The Historic Winery: While Count Testa isn't the only aristocrat
in Sicily in the wine business, his estate, Tarantola
(which also rents rooms), has an exceptional rustic restaurant and chef.
It's in the heart of Sicily's scenic wine country,
so beyond his extensive vineyards (and small olive grove) are more vineyards.
Here the perfect lunchtime cooking lesson with Lucrezia, the house chef, typically follows a morning visit to nearby
Segesta and perhaps a wine tasting with the Count. Read more
The Historic House in a Small Town: Last but not least is Love
Sicily. With her husband Ronald, Sicily native Katia Amore has south-eastern
Sicily's cookery landscape covered with her charming accommodations in Modica.
Here the idea is that you stay for a few days of cooking lessons and excursions
(to Siracusa, Ragusa or Noto). Visit
their site for prices and other information: LoveSicily.com
Local Ingredients: Some of the rural chefs who offer these cooking classes use the produce of
their own organic farms exclusively. More often,
some of the fruits and vegetables are organic. You can be sure that most of the ingredients are
local and therefore seasonal, with the dishes prepared varying depending on when you visit. You'll literally taste Sicily.

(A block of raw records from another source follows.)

//! [`Command`] for listing a new [`Car`].

use common::{
    operations::{By, Insert, Select},
    DateTime, Money,
};
use derive_more::{Display, Error, From};
use rust_decimal::Decimal;
use tracerr::Traced;

#[cfg(doc)]
use crate::domain::car::{
    Brand, Category, Description, FuelType, Location, Model, SeatingCapacity,
    Transmission, Year,
};
use crate::{
    domain::{car, user, Car, User},
    infra::{database, Database},
    Service,
};

use super::Command;

/// [`Command`] for listing a new [`Car`] for rent.
///
/// Only an [`Owner`] may list [`Car`]s.
///
/// [`Owner`]: user::Role::Owner
#[derive(Clone, Debug)]
pub struct CreateCar {
    /// ID of the [`User`] listing the [`Car`].
    pub owner_id: user::Id,

    /// [`Brand`] of a new [`Car`].
    pub brand: car::Brand,

    /// [`Model`] of a new [`Car`].
    pub model: car::Model,

    /// [`Year`] of a new [`Car`].
    pub year: car::Year,

    /// [`Category`] of a new [`Car`].
    pub category: car::Category,

    /// [`SeatingCapacity`] of a new [`Car`].
    pub seating_capacity: car::SeatingCapacity,

    /// [`Transmission`] of a new [`Car`].
    pub transmission: car::Transmission,

    /// [`FuelType`] of a new [`Car`].
    pub fuel_type: car::FuelType,

    /// Rent price of a new [`Car`] for a single day.
    pub price_per_day: Money,

    /// [`Location`] of a new [`Car`].
    pub location: car::Location,

    /// [`Description`] of a new [`Car`].
    pub description: car::Description,
}

impl<Db> Command<CreateCar> for Service<Db>
where
    Db: Database<
            Select<By<Option<User>, user::Id>>,
            Ok = Option<User>,
            Err = Traced<database::Error>,
        > + Database<Insert<Car>, Err = Traced<database::Error>>,
{
    type Ok = Car;
    type Err = Traced<ExecutionError>;

    async fn execute(&self, cmd: CreateCar) -> Result<Self::Ok, Self::Err> {
        use ExecutionError as E;

        let CreateCar {
            owner_id,
            brand,
            model,
            year,
            category,
            seating_capacity,
            transmission,
            fuel_type,
            price_per_day,
            location,
            description,
        } = cmd;

        let owner = self
            .database()
            .execute(Select(By::<Option<User>, _>::new(owner_id)))
            .await
            .map_err(tracerr::map_from_and_wrap!(=> E))?
            .ok_or(E::UserNotExists(owner_id))
            .map_err(tracerr::wrap!())?;
        if !owner.is_owner() {
            return Err(tracerr::new!(E::NotOwner(owner_id)));
        }
        if price_per_day.amount < Decimal::ZERO || seating_capacity == 0 {
            return Err(tracerr::new!(E::InvalidCar));
        }

        let car = Car {
            id: car::Id::new(),
            owner_id: Some(owner.id),
            brand,
            model,
            year,
            category,
            seating_capacity,
            transmission,
            fuel_type,
            price_per_day,
            location,
            description,
            is_available: true,
            created_at: DateTime::now().coerce(),
        };

        self.database()
            .execute(Insert(car.clone()))
            .await
            .map_err(tracerr::map_from_and_wrap!(=> E))
            .map(drop)?;

        tracing::info!(car.id = %car.id, owner.id = %owner.id, "`Car` listed");

        Ok(car)
    }
}

/// Error of [`CreateCar`] [`Command`] execution.
#[derive(Debug, Display, Error, From)]
pub enum ExecutionError {
    /// [`Database`] error.
    #[display("`Database` operation failed: {_0}")]
    Db(database::Error),

    /// [`Car`] properties are inconsistent.
    #[display("`Car` must have seats and a non-negative price")]
    InvalidCar,

    /// [`User`] is not allowed to list [`Car`]s.
    #[display("`User(id: {_0})` is not an owner")]
    #[from(ignore)]
    NotOwner(#[error(not(source))] user::Id),

    /// [`User`] doesn't exist.
    #[display("`User(id: {_0})` does not exist")]
    #[from(ignore)]
    UserNotExists(#[error(not(source))] user::Id),
}
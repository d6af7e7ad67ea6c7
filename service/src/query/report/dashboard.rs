//! [`Dashboard`] definition.

use common::{
    operations::{By, Select},
    Date, Money,
};
use tracerr::Traced;

use crate::{
    domain::{booking, user, Booking, Car},
    infra::{database, Database},
    read::{self, booking::Party},
    Query, Service,
};

/// Number of the newest [`Booking`]s shown in a [`Dashboard`].
pub const RECENT_BOOKINGS: usize = 5;

/// [`Query`] summarizing [`Car`]s and [`Booking`]s of an owner.
#[derive(Clone, Copy, Debug, Eq, PartialEq)]
pub struct Dashboard {
    /// ID of the owner [`User`].
    ///
    /// [`User`]: crate::domain::User
    pub owner_id: user::Id,
}

/// Output of the [`Dashboard`] [`Query`].
#[derive(Clone, Debug)]
pub struct Output {
    /// Number of [`Car`]s listed by the owner.
    pub total_cars: usize,

    /// Number of all [`Booking`]s of the owner's [`Car`]s.
    pub total_bookings: usize,

    /// Number of [`booking::Status::Pending`] [`Booking`]s.
    pub pending_bookings: usize,

    /// Number of [`booking::Status::Confirmed`] [`Booking`]s.
    pub confirmed_bookings: usize,

    /// Number of [`booking::Status::Completed`] [`Booking`]s.
    pub completed_bookings: usize,

    /// Newest [`Booking`]s, the newest first.
    pub recent_bookings: Vec<Booking>,

    /// Revenue of confirmed and completed [`Booking`]s created in the current
    /// month, per currency.
    pub monthly_revenue: Vec<Money>,
}

impl<Db> Query<Dashboard> for Service<Db>
where
    Db: Database<
            Select<By<Vec<Car>, read::car::list::Filter>>,
            Ok = Vec<Car>,
            Err = Traced<database::Error>,
        > + Database<
            Select<By<Vec<Booking>, Party>>,
            Ok = Vec<Booking>,
            Err = Traced<database::Error>,
        >,
{
    type Ok = Output;
    type Err = Traced<database::Error>;

    async fn execute(
        &self,
        Dashboard { owner_id }: Dashboard,
    ) -> Result<Self::Ok, Self::Err> {
        let cars = self
            .database()
            .execute(Select(By::<Vec<Car>, _>::new(
                read::car::list::Filter {
                    owner_id: Some(owner_id),
                    ..read::car::list::Filter::default()
                },
            )))
            .await
            .map_err(tracerr::wrap!())?;

        let bookings = self
            .database()
            .execute(Select(By::<Vec<Booking>, _>::new(Party::Owner(
                owner_id,
            ))))
            .await
            .map_err(tracerr::wrap!())?;

        let count = |status: booking::Status| {
            bookings.iter().filter(|b| b.status == status).count()
        };

        let month_start = Date::today().start_of_month();
        let mut monthly_revenue = Vec::<Money>::new();
        for b in bookings.iter().filter(|b| {
            matches!(
                b.status,
                booking::Status::Confirmed | booking::Status::Completed,
            ) && b.created_at.date() >= month_start
        }) {
            match monthly_revenue
                .iter_mut()
                .find(|m| m.currency == b.price.currency)
            {
                Some(total) => {
                    total.amount = total.amount.saturating_add(b.price.amount);
                }
                None => monthly_revenue.push(b.price),
            }
        }

        Ok(Output {
            total_cars: cars.len(),
            total_bookings: bookings.len(),
            pending_bookings: count(booking::Status::Pending),
            confirmed_bookings: count(booking::Status::Confirmed),
            completed_bookings: count(booking::Status::Completed),
            recent_bookings: bookings
                .iter()
                .take(RECENT_BOOKINGS)
                .cloned()
                .collect(),
            monthly_revenue,
        })
    }
}
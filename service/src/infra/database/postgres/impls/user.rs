//! [`User`]-related [`Database`] implementations.

use std::collections::HashMap;

use common::operations::{By, Delete, Insert, Lock, Select, Update};
use tracerr::Traced;

use crate::{
    domain::{user, User},
    infra::{
        database::{self, postgres::Connection, Postgres},
        Database,
    },
};

impl<C, IDs> Database<Select<By<HashMap<user::Id, User>, IDs>>> for Postgres<C>
where
    C: Connection,
    IDs: AsRef<[user::Id]>,
{
    type Ok = HashMap<user::Id, User>;
    type Err = Traced<database::Error>;

    async fn execute(
        &self,
        Select(by): Select<By<HashMap<user::Id, User>, IDs>>,
    ) -> Result<Self::Ok, Self::Err> {
        let ids = by.into_inner();
        // Avoid subtle change for SQL.
        let ids: &[user::Id] = ids.as_ref();
        if ids.is_empty() {
            return Ok(HashMap::new());
        }
        let limit = i32::try_from(ids.len()).unwrap();

        const SQL: &str = "\
            SELECT id, name, \
                   email, password_hash, \
                   phone, role, \
                   created_at \
            FROM users \
            WHERE id IN (SELECT unnest($1::UUID[]) LIMIT $2::INT4) \
            LIMIT $2::INT4";
        Ok(self
            .query(SQL, &[&ids, &limit])
            .await
            .map_err(tracerr::wrap!())?
            .into_iter()
            .map(|row| {
                let id = row.get("id");
                (
                    id,
                    User {
                        id,
                        name: row.get("name"),
                        email: row.get("email"),
                        password_hash: row.get("password_hash"),
                        phone: row.get("phone"),
                        role: row.get("role"),
                        created_at: row.get("created_at"),
                    },
                )
            })
            .collect())
    }
}

impl<C> Database<Select<By<Option<User>, user::Id>>> for Postgres<C>
where
    C: Connection,
    Self: Database<
        Select<By<HashMap<user::Id, User>, [user::Id; 1]>>,
        Ok = HashMap<user::Id, User>,
        Err = Traced<database::Error>,
    >,
{
    type Ok = Option<User>;
    type Err = Traced<database::Error>;

    async fn execute(
        &self,
        Select(by): Select<By<Option<User>, user::Id>>,
    ) -> Result<Self::Ok, Self::Err> {
        let id = by.into_inner();
        Ok(self
            .execute(Select(By::new([id])))
            .await
            .map_err(tracerr::wrap!())?
            .remove(&id))
    }
}

impl<'l, C> Database<Select<By<Option<User>, &'l user::Email>>> for Postgres<C>
where
    C: Connection,
    Self: Database<
        Select<By<Option<User>, user::Id>>,
        Ok = Option<User>,
        Err = Traced<database::Error>,
    >,
{
    type Ok = Option<User>;
    type Err = Traced<database::Error>;

    async fn execute(
        &self,
        Select(by): Select<By<Option<User>, &'l user::Email>>,
    ) -> Result<Self::Ok, Self::Err> {
        let email = by.into_inner();

        const SQL: &str = "\
            SELECT id \
            FROM users \
            WHERE email = $1::VARCHAR \
            LIMIT 1";
        let Some(row) = self
            .query_opt(SQL, &[email])
            .await
            .map_err(tracerr::wrap!())?
        else {
            return Ok(None);
        };

        let user_id: user::Id = row.get("id");
        self.execute(Select(By::new(user_id)))
            .await
            .map_err(tracerr::wrap!())
    }
}

impl<C> Database<Insert<User>> for Postgres<C>
where
    C: Connection,
    Self: Database<Update<User>, Ok = (), Err = Traced<database::Error>>,
{
    type Ok = ();
    type Err = Traced<database::Error>;

    async fn execute(
        &self,
        Insert(user): Insert<User>,
    ) -> Result<Self::Ok, Self::Err> {
        self.execute(Update(user)).await.map_err(tracerr::wrap!())
    }
}

impl<C> Database<Update<User>> for Postgres<C>
where
    C: Connection,
{
    type Ok = ();
    type Err = Traced<database::Error>;

    async fn execute(
        &self,
        Update(user): Update<User>,
    ) -> Result<Self::Ok, Self::Err> {
        let User {
            id,
            name,
            email,
            password_hash,
            phone,
            role,
            created_at,
        } = user;

        const SQL: &str = "\
            INSERT INTO users (\
                id, name, \
                email, password_hash, \
                phone, role, \
                created_at\
            ) \
            VALUES (\
                $1::UUID, $2::VARCHAR, \
                $3::VARCHAR, $4::VARCHAR, \
                $5::VARCHAR, $6::INT2, \
                $7::TIMESTAMPTZ\
            ) \
            ON CONFLICT (id) DO UPDATE \
            SET name = EXCLUDED.name, \
                email = EXCLUDED.email, \
                password_hash = EXCLUDED.password_hash, \
                phone = EXCLUDED.phone, \
                role = EXCLUDED.role";
        self.exec(
            SQL,
            &[
                &id,
                &name,
                &email,
                &password_hash,
                &phone,
                &role,
                &created_at,
            ],
        )
        .await
        .map_err(tracerr::wrap!())
        .map(drop)
    }
}

impl<C> Database<Delete<By<User, user::Id>>> for Postgres<C>
where
    C: Connection,
{
    type Ok = ();
    type Err = Traced<database::Error>;

    async fn execute(
        &self,
        Delete(by): Delete<By<User, user::Id>>,
    ) -> Result<Self::Ok, Self::Err> {
        // Avoid subtle change for SQL.
        let id: user::Id = by.into_inner();

        const SQL: &str = "\
            DELETE FROM users \
            WHERE id = $1::UUID";
        self.exec(SQL, &[&id])
            .await
            .map_err(tracerr::wrap!())
            .map(drop)
    }
}

impl<W, C> Database<Lock<By<W, user::Id>>> for Postgres<C>
where
    C: Connection,
{
    type Ok = ();
    type Err = Traced<database::Error>;

    async fn execute(
        &self,
        Lock(by): Lock<By<W, user::Id>>,
    ) -> Result<Self::Ok, Self::Err> {
        // Avoid subtle change for SQL.
        let id: user::Id = by.into_inner();

        const SQL: &str = "\
            INSERT INTO users_lock \
            VALUES ($1::UUID) \
            ON CONFLICT (id) DO UPDATE \
            SET id = EXCLUDED.id";
        self.exec(SQL, &[&id])
            .await
            .map_err(tracerr::wrap!())
            .map(drop)
    }
}
//! [`Query`] collection related to the multiple [`Car`]s.

use common::{
    operations::{By, Select},
    Date, DateRange,
};
use futures::future;
use tracerr::Traced;

use crate::{
    domain::{car, Car},
    infra::{database, Database},
    read, Query, Service,
};

use super::{car::ExecutionError, DatabaseQuery};

/// Queries listed [`Car`]s passing a [`read::car::list::Filter`], the newest
/// first.
pub type List = DatabaseQuery<By<Vec<Car>, read::car::list::Filter>>;

/// [`Query`] searching for [`Car`]s which may be booked between the provided
/// [`Date`]s, both inclusive.
#[derive(Clone, Debug)]
pub struct Available {
    /// [`car::Location`] to search [`Car`]s at.
    ///
    /// [`None`] means anywhere.
    pub location: Option<car::Location>,

    /// [`Date`] when a [`Car`] would be picked up.
    pub pickup_date: Date,

    /// [`Date`] when a [`Car`] would be returned.
    pub return_date: Date,
}

impl<Db> Query<Available> for Service<Db>
where
    Db: Database<
            Select<By<Vec<Car>, read::car::list::Filter>>,
            Ok = Vec<Car>,
            Err = Traced<database::Error>,
        > + Database<
            Select<By<read::car::IsAvailable, (car::Id, DateRange)>>,
            Ok = read::car::IsAvailable,
            Err = Traced<database::Error>,
        >,
{
    type Ok = Vec<Car>;
    type Err = Traced<ExecutionError>;

    async fn execute(&self, query: Available) -> Result<Self::Ok, Self::Err> {
        use ExecutionError as E;

        let Available {
            location,
            pickup_date,
            return_date,
        } = query;

        let period = DateRange::new(pickup_date, return_date)
            .ok_or(E::InvalidDateRange(pickup_date, return_date))
            .map_err(tracerr::wrap!())?;

        let cars = self
            .database()
            .execute(Select(By::<Vec<Car>, _>::new(read::car::list::Filter {
                location,
                owner_id: None,
                only_available: true,
            })))
            .await
            .map_err(tracerr::map_from_and_wrap!(=> E))?;

        let free = future::try_join_all(cars.iter().map(|c| {
            self.database().execute(Select(By::<
                read::car::IsAvailable,
                _,
            >::new((c.id, period))))
        }))
        .await
        .map_err(tracerr::map_from_and_wrap!(=> E))?;

        Ok(cars
            .into_iter()
            .zip(free)
            .filter_map(|(car, free)| (*free).then_some(car))
            .collect())
    }
}

#[cfg(test)]
mod spec {
    use crate::{
        domain::{booking::Status, car, user},
        infra::database::mock::fixture,
        query::car::ExecutionError,
        Query as _,
    };

    use super::Available;

    #[tokio::test]
    async fn skips_booked_and_withdrawn_cars() {
        let svc = fixture::service();
        let db = svc.database().clone();
        let owner = fixture::user(&db, "owner", user::Role::Owner, None);
        let renter = fixture::user(&db, "renter", user::Role::User, None);
        let free = fixture::car(&db, &owner, 1000);
        let withdrawn = fixture::car(&db, &owner, 1000);
        db.state().cars.get_mut(&withdrawn.id).unwrap().is_available = false;
        let elsewhere = fixture::car(&db, &owner, 1000);
        db.state().cars.get_mut(&elsewhere.id).unwrap().location =
            car::Location::new("Baguio").unwrap();
        let booked = crate::command::cancel_booking::spec::booking(
            &db,
            &owner,
            &renter,
            fixture::days(3, 6),
            Status::Confirmed,
        );
        let cancelled = crate::command::cancel_booking::spec::booking(
            &db,
            &owner,
            &renter,
            fixture::days(3, 6),
            Status::Cancelled,
        );

        let found = svc
            .execute(Available {
                location: Some(car::Location::new("CEBU city").unwrap()),
                pickup_date: fixture::day(5),
                return_date: fixture::day(8),
            })
            .await
            .unwrap();

        let mut ids = found.iter().map(|c| c.id).collect::<Vec<_>>();
        ids.sort_by_key(ToString::to_string);
        let mut expected = vec![free.id, cancelled.car_id];
        expected.sort_by_key(ToString::to_string);
        assert_eq!(ids, expected);
        assert!(!ids.contains(&booked.car_id));
        assert!(!ids.contains(&withdrawn.id));
        assert!(!ids.contains(&elsewhere.id));
    }

    #[tokio::test]
    async fn rejects_inverted_range() {
        let svc = fixture::service();

        let err = svc
            .execute(Available {
                location: None,
                pickup_date: fixture::day(2),
                return_date: fixture::day(1),
            })
            .await
            .unwrap_err();

        assert!(
            matches!(err.as_ref(), ExecutionError::InvalidDateRange(..)),
            "{err}",
        );
    }
}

Recipes and Sicilianità: There's no substitute for actual cooking lessons but... if you can't make it to Sicily consider a
good cook book. Both Mary Taylor Simeti and the late Anna Tasca Lanza have authored
several volumes (in English) which present Sicilian recipes with a generous dish of Sicily's multicultural culinary history.
About the Author: Roberta Gangi has written
numerous articles and one book dealing with Italian cultural and culinary
history, and a number of food and wine articles for Best of Sicily Magazine.